Anche l’icona in questione era giunta da Costantinopoli con delle autentiche firmate dall’Imperatore Roberto e dal Patriarca ma che purtroppo erano andate perdute già dopo l’arrivo a Venezia.
La nobildonna convinta del potere salvifico di tali oggetti, pregò e ottenne dal Vescovo di Castello il documento che serviva per autenticare l’icona. Probabilmente nel convincere il patriarca veneziano a concedere l’approvazione alla venerazione per tali oggetti, era stato fondamentale il fatto che, altri prima di lui, avevano avuto l’onore di vedere e riconoscere le lettere autografe costantinopolitane: Guglielmo priore di S. Salvatore di Venezia, Manfredo canonico e sacerdote della stessa chiesa, fra Manfredo sacerdote dell’ordine dei Frati Minori, Marco Falliero, Giovanni Baroccio e Tommasino Morosini.162
Nella lettera del Vescovo di Castello, si attesta quindi la presenza della reliquia della Croce e di due Spine contenute all’interno dello stesso recipiente, una porzione di Spugna imbevuta di aceto e fiele e alcune parti della veste di Cristo.

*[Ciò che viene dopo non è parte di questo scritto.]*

//! Private certificates issued from the platform CA via ACM

use crate::{aws::resolve, aws::POLL_INTERVAL, error::Error};
use aws_sdk_acm::{primitives::Blob, Client};
use std::time::Duration;
use tracing::{debug, info};

/// How long to wait for a certificate to be issued
const ISSUE_TIMEOUT: Duration = Duration::from_secs(10 * 60);

/// Material returned by an export: PEM certificate, chain, and the
/// passphrase-encrypted private key
pub struct ExportedCertificate {
    pub certificate: String,
    pub certificate_chain: String,
    pub private_key: String,
}

/// Requests a private certificate for the domain from the CA unless one
/// already exists, and waits until it is issued. Returns the ARN.
pub async fn ensure_private_certificate(
    client: &Client,
    domain: &str,
    ca_arn: &str,
) -> Result<String, Error> {
    if let Some(arn) = resolve::find_certificate_by_domain(client, domain).await? {
        info!(domain, arn = arn.as_str(), "certificate already exists");
        wait_issued(client, &arn).await?;
        return Ok(arn);
    }

    info!(domain, "requesting certificate");
    let resp = client
        .request_certificate()
        .domain_name(domain)
        .certificate_authority_arn(ca_arn)
        .send()
        .await
        .map_err(|e| Error::AwsAcm {
            operation: "RequestCertificate",
            source: Box::new(aws_sdk_acm::Error::from(e.into_service_error())),
        })?;
    let arn = resp
        .certificate_arn()
        .ok_or(Error::ResourceNotFound {
            what: format!("requested certificate ARN for {domain}"),
        })?
        .to_string();
    wait_issued(client, &arn).await?;
    info!(domain, arn = arn.as_str(), "certificate issued");
    Ok(arn)
}

/// Polls until the certificate reaches ISSUED
pub async fn wait_issued(client: &Client, arn: &str) -> Result<(), Error> {
    let mut interval = tokio::time::interval(POLL_INTERVAL);
    let start = std::time::Instant::now();
    loop {
        interval.tick().await;
        if start.elapsed() > ISSUE_TIMEOUT {
            return Err(Error::WaitTimeout {
                what: format!("certificate {arn} to be issued"),
            });
        }
        let resp = client
            .describe_certificate()
            .certificate_arn(arn)
            .send()
            .await
            .map_err(|e| Error::AwsAcm {
                operation: "DescribeCertificate",
                source: Box::new(aws_sdk_acm::Error::from(e.into_service_error())),
            })?;
        let status = resp
            .certificate()
            .and_then(|c| c.status())
            .map(|s| s.as_str().to_string())
            .unwrap_or_default();
        match status.as_str() {
            "ISSUED" => return Ok(()),
            "PENDING_VALIDATION" | "" => {
                debug!(arn, "certificate not issued yet");
            }
            other => {
                return Err(Error::ResourceNotFound {
                    what: format!("issued certificate {arn} (status {other})"),
                });
            }
        }
    }
}

/// Exports a private certificate with its key, encrypted under the
/// given passphrase
pub async fn export_certificate(
    client: &Client,
    arn: &str,
    passphrase: &str,
) -> Result<ExportedCertificate, Error> {
    let resp = client
        .export_certificate()
        .certificate_arn(arn)
        .passphrase(Blob::new(passphrase.as_bytes().to_vec()))
        .send()
        .await
        .map_err(|e| Error::AwsAcm {
            operation: "ExportCertificate",
            source: Box::new(aws_sdk_acm::Error::from(e.into_service_error())),
        })?;
    Ok(ExportedCertificate {
        certificate: resp.certificate().unwrap_or_default().to_string(),
        certificate_chain: resp.certificate_chain().unwrap_or_default().to_string(),
        private_key: resp.private_key().unwrap_or_default().to_string(),
    })
}

/// Deletes the certificate for a domain; an absent certificate is a no-op
pub async fn delete_certificate_if_exists(client: &Client, domain: &str) -> Result<(), Error> {
    let Some(arn) = resolve::find_certificate_by_domain(client, domain).await? else {
        info!(domain, "certificate does not exist, nothing to delete");
        return Ok(());
    };
    let result = client.delete_certificate().certificate_arn(&arn).send().await;
    match result {
        Ok(_) => {
            info!(domain, arn = arn.as_str(), "deleted certificate");
            Ok(())
        }
        Err(e) => {
            let service_err = e.into_service_error();
            if service_err.is_resource_not_found_exception() {
                info!(domain, "certificate already gone");
                Ok(())
            } else {
                Err(Error::AwsAcm {
                    operation: "DeleteCertificate",
                    source: Box::new(aws_sdk_acm::Error::from(service_err)),
                })
            }
        }
    }
}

I dieci ripostigli situati attorno a tali reliquie della Passione, identificano con lettere greche sopra incise, porzioni di resti sacri di apostoli e martiri negli stessi contenute. In un’ampolla, invece, si trova il dito del Santo eremita Antonio di Vienna.
161 Francesca Lomastro Tognato (a cura di), I “Monumenta Reliquiarum” ... op. cit. , pp. 38-
39.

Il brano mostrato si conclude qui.